Examine the material below. Gather every line in which the string "unlisten" appears.
☆ ☆ ☆
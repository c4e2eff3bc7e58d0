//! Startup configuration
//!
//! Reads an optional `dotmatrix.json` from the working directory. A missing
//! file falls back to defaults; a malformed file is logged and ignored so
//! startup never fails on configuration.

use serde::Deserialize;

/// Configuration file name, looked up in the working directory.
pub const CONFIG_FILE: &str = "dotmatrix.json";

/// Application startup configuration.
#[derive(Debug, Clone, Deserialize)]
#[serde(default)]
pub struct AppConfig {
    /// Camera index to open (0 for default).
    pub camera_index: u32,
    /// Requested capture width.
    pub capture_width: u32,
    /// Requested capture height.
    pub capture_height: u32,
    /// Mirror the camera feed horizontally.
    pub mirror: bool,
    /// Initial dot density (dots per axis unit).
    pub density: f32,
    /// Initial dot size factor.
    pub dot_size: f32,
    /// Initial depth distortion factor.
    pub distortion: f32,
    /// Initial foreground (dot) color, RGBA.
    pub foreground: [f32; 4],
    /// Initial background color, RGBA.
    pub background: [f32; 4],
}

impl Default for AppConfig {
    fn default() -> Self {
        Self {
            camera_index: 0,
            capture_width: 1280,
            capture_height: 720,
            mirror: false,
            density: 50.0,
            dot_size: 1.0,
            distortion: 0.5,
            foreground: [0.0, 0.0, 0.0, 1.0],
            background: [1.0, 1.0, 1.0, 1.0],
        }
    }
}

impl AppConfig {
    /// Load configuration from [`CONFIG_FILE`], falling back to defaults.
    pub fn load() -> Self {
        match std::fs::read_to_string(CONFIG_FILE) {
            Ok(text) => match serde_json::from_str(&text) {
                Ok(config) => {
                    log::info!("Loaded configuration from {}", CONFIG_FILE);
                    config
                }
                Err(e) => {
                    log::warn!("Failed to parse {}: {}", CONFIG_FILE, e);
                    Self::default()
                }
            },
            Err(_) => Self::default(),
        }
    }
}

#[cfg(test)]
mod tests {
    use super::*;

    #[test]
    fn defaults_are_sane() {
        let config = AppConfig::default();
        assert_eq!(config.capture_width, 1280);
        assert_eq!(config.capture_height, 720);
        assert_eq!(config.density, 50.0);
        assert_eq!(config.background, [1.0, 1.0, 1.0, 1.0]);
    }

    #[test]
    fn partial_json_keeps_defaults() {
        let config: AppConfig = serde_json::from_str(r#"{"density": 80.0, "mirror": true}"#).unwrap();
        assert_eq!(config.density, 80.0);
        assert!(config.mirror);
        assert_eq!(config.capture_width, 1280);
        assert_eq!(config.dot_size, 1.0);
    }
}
☆ ☆ ☆
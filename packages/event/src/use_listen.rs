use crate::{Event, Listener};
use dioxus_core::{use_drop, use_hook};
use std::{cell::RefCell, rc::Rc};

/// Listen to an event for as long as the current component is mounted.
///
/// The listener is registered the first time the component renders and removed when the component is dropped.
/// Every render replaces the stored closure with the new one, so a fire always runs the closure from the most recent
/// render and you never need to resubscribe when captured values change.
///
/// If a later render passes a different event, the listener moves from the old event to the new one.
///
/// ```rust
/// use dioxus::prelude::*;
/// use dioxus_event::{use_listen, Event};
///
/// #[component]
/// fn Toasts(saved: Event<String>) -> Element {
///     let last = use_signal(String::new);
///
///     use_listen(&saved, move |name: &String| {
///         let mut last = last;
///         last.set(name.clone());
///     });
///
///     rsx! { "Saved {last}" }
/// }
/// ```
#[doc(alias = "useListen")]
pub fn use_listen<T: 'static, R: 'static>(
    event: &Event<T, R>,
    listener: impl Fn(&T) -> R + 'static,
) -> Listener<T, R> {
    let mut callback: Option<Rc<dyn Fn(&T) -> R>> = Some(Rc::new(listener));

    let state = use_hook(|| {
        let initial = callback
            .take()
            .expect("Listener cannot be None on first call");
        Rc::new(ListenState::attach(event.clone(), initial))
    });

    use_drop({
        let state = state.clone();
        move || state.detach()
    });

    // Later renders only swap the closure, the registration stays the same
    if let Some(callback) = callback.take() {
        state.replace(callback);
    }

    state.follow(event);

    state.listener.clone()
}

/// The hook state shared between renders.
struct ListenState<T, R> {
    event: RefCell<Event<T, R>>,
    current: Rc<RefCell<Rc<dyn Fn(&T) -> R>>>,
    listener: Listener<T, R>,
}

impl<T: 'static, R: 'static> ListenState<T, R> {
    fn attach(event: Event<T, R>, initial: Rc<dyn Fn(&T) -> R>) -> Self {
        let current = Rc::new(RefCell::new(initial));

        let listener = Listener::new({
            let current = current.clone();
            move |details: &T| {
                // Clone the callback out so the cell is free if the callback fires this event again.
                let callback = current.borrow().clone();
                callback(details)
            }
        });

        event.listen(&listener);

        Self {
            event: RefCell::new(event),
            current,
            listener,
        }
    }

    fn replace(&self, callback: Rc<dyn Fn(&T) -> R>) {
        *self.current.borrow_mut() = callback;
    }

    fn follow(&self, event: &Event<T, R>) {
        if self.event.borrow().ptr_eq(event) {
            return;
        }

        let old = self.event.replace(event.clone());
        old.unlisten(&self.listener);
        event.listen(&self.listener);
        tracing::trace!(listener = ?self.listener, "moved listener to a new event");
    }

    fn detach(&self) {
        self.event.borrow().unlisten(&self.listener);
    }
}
☆ ☆ ☆
§ YOUR RESPONSE
        old.unlisten(&self.listener);
        self.event.borrow().unlisten(&self.listener);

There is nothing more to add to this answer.